The government's Lords reform proposals face a battle to be accepted after coming under fire on several fronts.
Lords reform plans face a rough ride
The Lib Dems gave them a guarded welcome but Lord Strathclyde, Tory leader in the Lords, said he would struggle to support the "botched" plan.
The reaction on the Labour benches was mixed, with some arguing the reforms could lead to political deadlock.
Mr Straw is seeking cross-party backing for a chamber made up of appointed and elected members.

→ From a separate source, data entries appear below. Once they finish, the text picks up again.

use async_trait::async_trait;
use chrono::Utc;
use serde_json::{json, Value};
use std::sync::Arc;
use tracing::{debug, info};

use imageloops_storage::ArtifactStore;

use crate::{GenerationError, ImageArtifact, ImageProducer, ModelRef, ReplicateClient};

/// Default text-to-image model
pub const DEFAULT_GENERATOR_MODEL: &str =
    "stability-ai/sdxl:c221b2b8ef527988fb59bf24a8b97c4561f1c671f73bd389f866bfb27c061316";

/// Image producer backed by a Replicate text-to-image model.
///
/// Downloads the first image the model returns and persists it through the
/// artifact store before handing it back.
pub struct ReplicateProducer {
    client: Arc<ReplicateClient>,
    model: ModelRef,
    model_name: String,
    store: Arc<dyn ArtifactStore>,
}

impl ReplicateProducer {
    pub fn new(client: Arc<ReplicateClient>, model: ModelRef, store: Arc<dyn ArtifactStore>) -> Self {
        let model_name = format!("{}/{}", model.owner, model.name);
        Self {
            client,
            model,
            model_name,
            store,
        }
    }
}

#[async_trait]
impl ImageProducer for ReplicateProducer {
    fn name(&self) -> &str {
        &self.model_name
    }

    async fn generate(&self, prompt: &str) -> Result<ImageArtifact, GenerationError> {
        debug!(model = %self.model, prompt_len = prompt.len(), "Generating image");

        let output = self.client.run(&self.model, json!({ "prompt": prompt })).await?;
        let url = first_url(&output).ok_or(GenerationError::EmptyOutput)?;
        info!(url = %url, "Image generated");

        let bytes = self.client.download(&url).await?;
        if bytes.is_empty() {
            return Err(GenerationError::EmptyOutput);
        }

        let created_at = Utc::now();
        let destination =
            self.store
                .destination_for(prompt, created_at, extension_from_url(&url));
        let path = self.store.persist(&bytes, &destination).await?;
        info!(path = %path.display(), "Image saved");

        Ok(ImageArtifact::new(path, prompt)
            .with_source_url(url)
            .with_created_at(created_at))
    }
}

/// First non-empty URL in a prediction output (a list of URLs or a single one)
fn first_url(output: &Value) -> Option<String> {
    match output {
        Value::String(s) if !s.trim().is_empty() => Some(s.clone()),
        Value::Array(items) => items
            .iter()
            .filter_map(Value::as_str)
            .find(|s| !s.trim().is_empty())
            .map(String::from),
        _ => None,
    }
}

fn extension_from_url(url: &str) -> &str {
    let path = url.split(['?', '#']).next().unwrap_or(url);
    let file = path.rsplit('/').next().unwrap_or(path);
    match file.rsplit_once('.') {
        Some((_, ext)) => match ext.to_ascii_lowercase().as_str() {
            "png" => "png",
            "jpg" | "jpeg" => "jpg",
            "webp" => "webp",
            "gif" => "gif",
            _ => "png",
        },
        None => "png",
    }
}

A 'hybrid' of elected and appointed peers
Reduce size of House from 746 to 540 members
End hereditary and life peerages over time
Elected peers to be voted in at same time as Euro elections
Maximum time in office of 15 years for elected and appointed peers
Appointees a mixture of party politicians and non-party figures
Lords may be renamed - possibly 'The Reformed Chamber'
Anglican bishops and archbishops to keep seats
But he said he would consider using the Parliament Act to force the changes through if the Commons and Lords fail to reach an agreement on the way forward.
"Ultimately, it is for the Commons to decide what becomes law," he told BBC Radio 4's PM.
Under Mr Straw's proposals, members of the Upper House of Parliament will no longer be made peers and the House of Lords itself will change its name.
The chamber would be slimmed down to 540, including directly-elected members for the first time.
The 92 places for hereditary peers would be scrapped, but Mr Straw left open the question of whether those currently sitting in the Lords should be removed immediately - and, if so, whether they should be offered any compensation.
He has described the proposals as the "best opportunity" to reform the House of Lords for "many decades".
But he also stressed, during business questions in the Commons on Thursday, that the reforms were still at a very early stage and MPs would given an opportunity to debate changes.
He was responding to calls from backbench Labour MPs for a referendum on Lords reform and a vote by MPs on whether Bishops should continue to sit in the second chamber.
Mr Straw has said he personally favours 50% of members being elected, 30% being appointed from party political choices and 20% being appointed from among non-party candidates
Prime Minister Tony Blair, who has previously backed an all-appointed second chamber, has said he backs Mr Straw's strategy of seeking to find a consensus on a part-elected Lords.
However previous attempts to get MPs to agree on what proportion of the Lords should be elected have failed to get a majority for any particular figure.
Mr Straw's controversial plan to get round this is to give MPs seven options - ranging from all elected to all appointed - which they rank in order, with the last place one dropping out and its second choices reallocated, until one option has majority support.
But this preferential voting plan must first be agreed by Parliament, with Labour MPs forced to vote for it on a three line whip, angering the government's critics.
Conservative MP Sir Patrick Cormack, of the cross-party Campaign for an Effective Second Chamber, said: "What he [Jack Straw] has proposed today is a constitutional outrage.
"Will he give everybody on his side of the House a free vote on this monstrous proposal for a football-coupon ballot?"
The preferential voting system was also opposed by Labour backbenchers Gerald Kaufman and Alan Williams, but Mr Straw insisted it was necessary to avoid the "train wreck" of 2003 when Parliament voted to reject all options.
Chancellor Gordon Brown has yet to make his views known, but is reported in Thursday's Daily Mail and Guardian to support a wholly-elected Lords, if Mr Straw's proposals are blocked and he becomes prime minister.
Lord Strathclyde said Mr Straw would struggle to convince Conservatives his plans were "worth the paper they are written on".
He said the Conservatives had been expecting to see proposals "that we could sign up to, but instead there was a mish-mash of compromise, of appealing to the lowest common denominator".
Calling for 80% elected peers, Lord Strathclyde said: "I accept that that isn't going to happen for a very long time, but that is the principle that we should be aiming at."
Liberal Democrat constitutional affairs spokesman Simon Hughes said: "We welcome what is clearly a serious attempt by the government to complete the process of reform that began nearly 100 years ago.
"The Liberal Democrats have always been committed to a wholly or substantially elected second chamber."